▶ [How to complete this task] Please reproduce the entries below exactly, starting at the first line and ending with the line that holds "key at tokenization".

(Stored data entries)
* * *

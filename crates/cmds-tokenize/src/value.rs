//! Structured values substituted into commands.

use serde::ser::{Serialize, SerializeMap, SerializeSeq, Serializer};
use std::collections::BTreeMap;
use std::fmt;

/// A value that can be tokenized for the shell.
///
/// Maps keep insertion order; option maps are sorted by key at tokenization
/// time, but `hash_mode = join` emits entries in the order given.
#[derive(Debug, Clone, PartialEq, Default)]
pub enum Value {
    #[default]
    Nil,
    Bool(bool),
    Int(i64),
    Float(f64),
    Str(String),
    Array(Vec<Value>),
    Map(Vec<(String, Value)>),
}

impl Value {
    /// Build a map value from key/value pairs, keeping their order.
    pub fn map<I, K, V>(entries: I) -> Self
    where
        I: IntoIterator<Item = (K, V)>,
        K: Into<String>,
        V: Into<Value>,
    {
        Self::Map(
            entries
                .into_iter()
                .map(|(k, v)| (k.into(), v.into()))
                .collect(),
        )
    }

    /// Build an array value.
    pub fn array<I, V>(items: I) -> Self
    where
        I: IntoIterator<Item = V>,
        V: Into<Value>,
    {
        Self::Array(items.into_iter().map(Into::into).collect())
    }

    #[must_use]
    pub const fn is_nil(&self) -> bool {
        matches!(self, Self::Nil)
    }

    /// `nil` and `false` are falsy, everything else (including `""` and `0`)
    /// is truthy.
    #[must_use]
    pub const fn is_truthy(&self) -> bool {
        !matches!(self, Self::Nil | Self::Bool(false))
    }

    #[must_use]
    pub const fn is_scalar(&self) -> bool {
        !matches!(self, Self::Array(_) | Self::Map(_))
    }

    /// Stringify the value the way it appears inside a shell word, before
    /// escaping.
    ///
    /// Scalars render plainly (`nil` as the empty string), arrays join their
    /// elements with `,` and maps render as JSON.
    #[must_use]
    pub fn to_shell_string(&self) -> String {
        self.join(",")
    }

    /// Join the value with `separator`, recursing into nested arrays with
    /// the same separator. Scalars stringify as themselves.
    #[must_use]
    pub fn join(&self, separator: &str) -> String {
        match self {
            Self::Nil => String::new(),
            Self::Bool(b) => b.to_string(),
            Self::Int(i) => i.to_string(),
            Self::Float(f) => float_string(*f),
            Self::Str(s) => s.clone(),
            Self::Array(items) => join_values(items, separator),
            Self::Map(_) => self.to_json_string(),
        }
    }

    /// Flatten nested arrays into a single level.
    #[must_use]
    pub fn flatten(items: &[Value]) -> Vec<Value> {
        let mut flat = Vec::with_capacity(items.len());
        for item in items {
            match item {
                Self::Array(inner) => flat.extend(Self::flatten(inner)),
                other => flat.push(other.clone()),
            }
        }
        flat
    }

    /// Compact JSON encoding of the value, keeping map order.
    #[must_use]
    pub fn to_json_string(&self) -> String {
        serde_json::to_string(self).unwrap_or_else(|_| "null".to_string())
    }

    /// Look up a key in a map value.
    #[must_use]
    pub fn get(&self, key: &str) -> Option<&Value> {
        match self {
            Self::Map(entries) => entries.iter().find(|(k, _)| k == key).map(|(_, v)| v),
            _ => None,
        }
    }
}

/// Join a slice of values with `separator`, recursing into nested arrays.
#[must_use]
pub fn join_values(items: &[Value], separator: &str) -> String {
    items
        .iter()
        .map(|item| item.join(separator))
        .collect::<Vec<_>>()
        .join(separator)
}

/// Stringify a float with a fractional part always present: `1.0`,
/// `1.0e+21`, `2.5e-07`. Non-finite values are `NaN`, `Infinity` and
/// `-Infinity`.
#[must_use]
pub fn float_string(f: f64) -> String {
    if f.is_nan() {
        return "NaN".to_string();
    }
    if f.is_infinite() {
        return if f > 0.0 { "Infinity" } else { "-Infinity" }.to_string();
    }

    let debug = format!("{f:?}");
    let Some((mantissa, exponent)) = debug.split_once('e') else {
        return debug;
    };
    let fraction = if mantissa.contains('.') { "" } else { ".0" };
    let (sign, digits) = match exponent.strip_prefix('-') {
        Some(digits) => ('-', digits),
        None => ('+', exponent),
    };
    format!("{mantissa}{fraction}e{sign}{digits:0>2}")
}

impl fmt::Display for Value {
    fn fmt(&self, f: &mut fmt::Formatter<'_>) -> fmt::Result {
        f.write_str(&self.to_shell_string())
    }
}

impl Serialize for Value {
    fn serialize<S: Serializer>(&self, serializer: S) -> Result<S::Ok, S::Error> {
        match self {
            Self::Nil => serializer.serialize_unit(),
            Self::Bool(b) => serializer.serialize_bool(*b),
            Self::Int(i) => serializer.serialize_i64(*i),
            Self::Float(f) => serializer.serialize_f64(*f),
            Self::Str(s) => serializer.serialize_str(s),
            Self::Array(items) => {
                let mut seq = serializer.serialize_seq(Some(items.len()))?;
                for item in items {
                    seq.serialize_element(item)?;
                }
                seq.end()
            }
            Self::Map(entries) => {
                let mut map = serializer.serialize_map(Some(entries.len()))?;
                for (k, v) in entries {
                    map.serialize_entry(k, v)?;
                }
                map.end()
            }
        }
    }
}

impl From<&Value> for serde_json::Value {
    fn from(value: &Value) -> Self {
        match value {
            Value::Nil => Self::Null,
            Value::Bool(b) => Self::Bool(*b),
            Value::Int(i) => Self::from(*i),
            Value::Float(f) => serde_json::Number::from_f64(*f).map_or(Self::Null, Self::Number),
            Value::Str(s) => Self::String(s.clone()),
            Value::Array(items) => Self::Array(items.iter().map(Self::from).collect()),
            Value::Map(entries) => Self::Object(
                entries
                    .iter()
                    .map(|(k, v)| (k.clone(), Self::from(v)))
                    .collect(),
            ),
        }
    }
}

impl From<serde_json::Value> for Value {
    fn from(value: serde_json::Value) -> Self {
        match value {
            serde_json::Value::Null => Self::Nil,
            serde_json::Value::Bool(b) => Self::Bool(b),
            serde_json::Value::Number(n) => match n.as_i64() {
                Some(i) => Self::Int(i),
                None => n.as_f64().map_or(Self::Nil, Self::Float),
            },
            serde_json::Value::String(s) => Self::Str(s),
            serde_json::Value::Array(items) => Self::Array(items.into_iter().map(Self::from).collect()),
            serde_json::Value::Object(entries) => {
                Self::Map(entries.into_iter().map(|(k, v)| (k, Self::from(v))).collect())
            }
        }
    }
}

impl From<&str> for Value {
    fn from(s: &str) -> Self {
        Self::Str(s.to_string())
    }
}

impl From<String> for Value {
    fn from(s: String) -> Self {
        Self::Str(s)
    }
}

impl From<&String> for Value {
    fn from(s: &String) -> Self {
        Self::Str(s.clone())
    }
}

impl From<bool> for Value {
    fn from(b: bool) -> Self {
        Self::Bool(b)
    }
}

macro_rules! impl_from_int {
    ($($t:ty),*) => {
        $(impl From<$t> for Value {
            fn from(i: $t) -> Self {
                Self::Int(i64::from(i))
            }
        })*
    };
}

impl_from_int!(i8, i16, i32, i64, u8, u16, u32);

impl From<usize> for Value {
    fn from(i: usize) -> Self {
        i64::try_from(i).map_or_else(|_| Self::Float(i as f64), Self::Int)
    }
}

impl From<u64> for Value {
    fn from(i: u64) -> Self {
        i64::try_from(i).map_or_else(|_| Self::Float(i as f64), Self::Int)
    }
}

impl From<f64> for Value {
    fn from(f: f64) -> Self {
        Self::Float(f)
    }
}

impl From<f32> for Value {
    fn from(f: f32) -> Self {
        Self::Float(f64::from(f))
    }
}

impl<T: Into<Value>> From<Option<T>> for Value {
    fn from(opt: Option<T>) -> Self {
        opt.map_or(Self::Nil, Into::into)
    }
}

impl<T: Into<Value>> From<Vec<T>> for Value {
    fn from(items: Vec<T>) -> Self {
        Self::array(items)
    }
}

impl<T: Into<Value>, const N: usize> From<[T; N]> for Value {
    fn from(items: [T; N]) -> Self {
        Self::array(items)
    }
}

impl<K: Into<String>, V: Into<Value>> From<BTreeMap<K, V>> for Value {
    fn from(map: BTreeMap<K, V>) -> Self {
        Self::map(map)
    }
}

#[cfg(test)]
mod tests {
    use super::*;

    #[test]
    fn test_scalar_strings() {
        assert_eq!(Value::Nil.to_shell_string(), "");
        assert_eq!(Value::from(true).to_shell_string(), "true");
        assert_eq!(Value::from(42).to_shell_string(), "42");
        assert_eq!(Value::from(1.0).to_shell_string(), "1.0");
        assert_eq!(Value::from(0.5).to_shell_string(), "0.5");
        assert_eq!(Value::from("hey").to_shell_string(), "hey");
    }

    #[test]
    fn test_float_exponent_forms_keep_a_fraction() {
        assert_eq!(float_string(1e21), "1.0e+21");
        assert_eq!(float_string(1e-7), "1.0e-07");
        assert_eq!(float_string(-2.5e300), "-2.5e+300");
        assert_eq!(float_string(1e15), "1000000000000000.0");
        assert_eq!(float_string(0.0001), "0.0001");
        assert_eq!(float_string(f64::INFINITY), "Infinity");
        assert_eq!(float_string(f64::NEG_INFINITY), "-Infinity");
        assert_eq!(float_string(f64::NAN), "NaN");
        assert_eq!(Value::from(1e21).to_shell_string(), "1.0e+21");
    }

    #[test]
    fn test_join_recurses_with_same_separator() {
        let v = Value::array([Value::from(1), Value::array(["a", "b"]), Value::Nil]);
        assert_eq!(v.join(":"), "1:a:b:");
    }

    #[test]
    fn test_flatten_is_deep() {
        let v = vec![
            Value::from(1),
            Value::array([Value::from("a"), Value::array([Value::from("b"), Value::from(3)])]),
        ];
        assert_eq!(
            Value::flatten(&v),
            vec![Value::from(1), Value::from("a"), Value::from("b"), Value::from(3)]
        );
    }

    #[test]
    fn test_truthiness() {
        assert!(!Value::Nil.is_truthy());
        assert!(!Value::from(false).is_truthy());
        assert!(Value::from("").is_truthy());
        assert!(Value::from(0).is_truthy());
    }

    #[test]
    fn test_json_keeps_map_order() {
        let v = Value::map([("b", 2), ("a", 1)]);
        assert_eq!(v.to_json_string(), r#"{"b":2,"a":1}"#);
        assert_eq!(serde_json::to_string(&v).unwrap(), r#"{"b":2,"a":1}"#);
    }

    #[test]
    fn test_from_json_value() {
        let json: serde_json::Value = serde_json::from_str(r#"{"x":[1,2.5,null,"s"]}"#).unwrap();
        let v = Value::from(json);
        assert_eq!(
            v.get("x"),
            Some(&Value::array([
                Value::from(1),
                Value::from(2.5),
                Value::Nil,
                Value::from("s")
            ]))
        );
    }
}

* * *

▶ [Reply to the exercise]
filename crates/cmds-tokenize/src/value.rs
//! Structured values substituted into commands.

use serde::ser::{Serialize, SerializeMap, SerializeSeq, Serializer};
use std::collections::BTreeMap;
use std::fmt;

/// A value that can be tokenized for the shell.
///
/// Maps keep insertion order; option maps are sorted by key at tokenization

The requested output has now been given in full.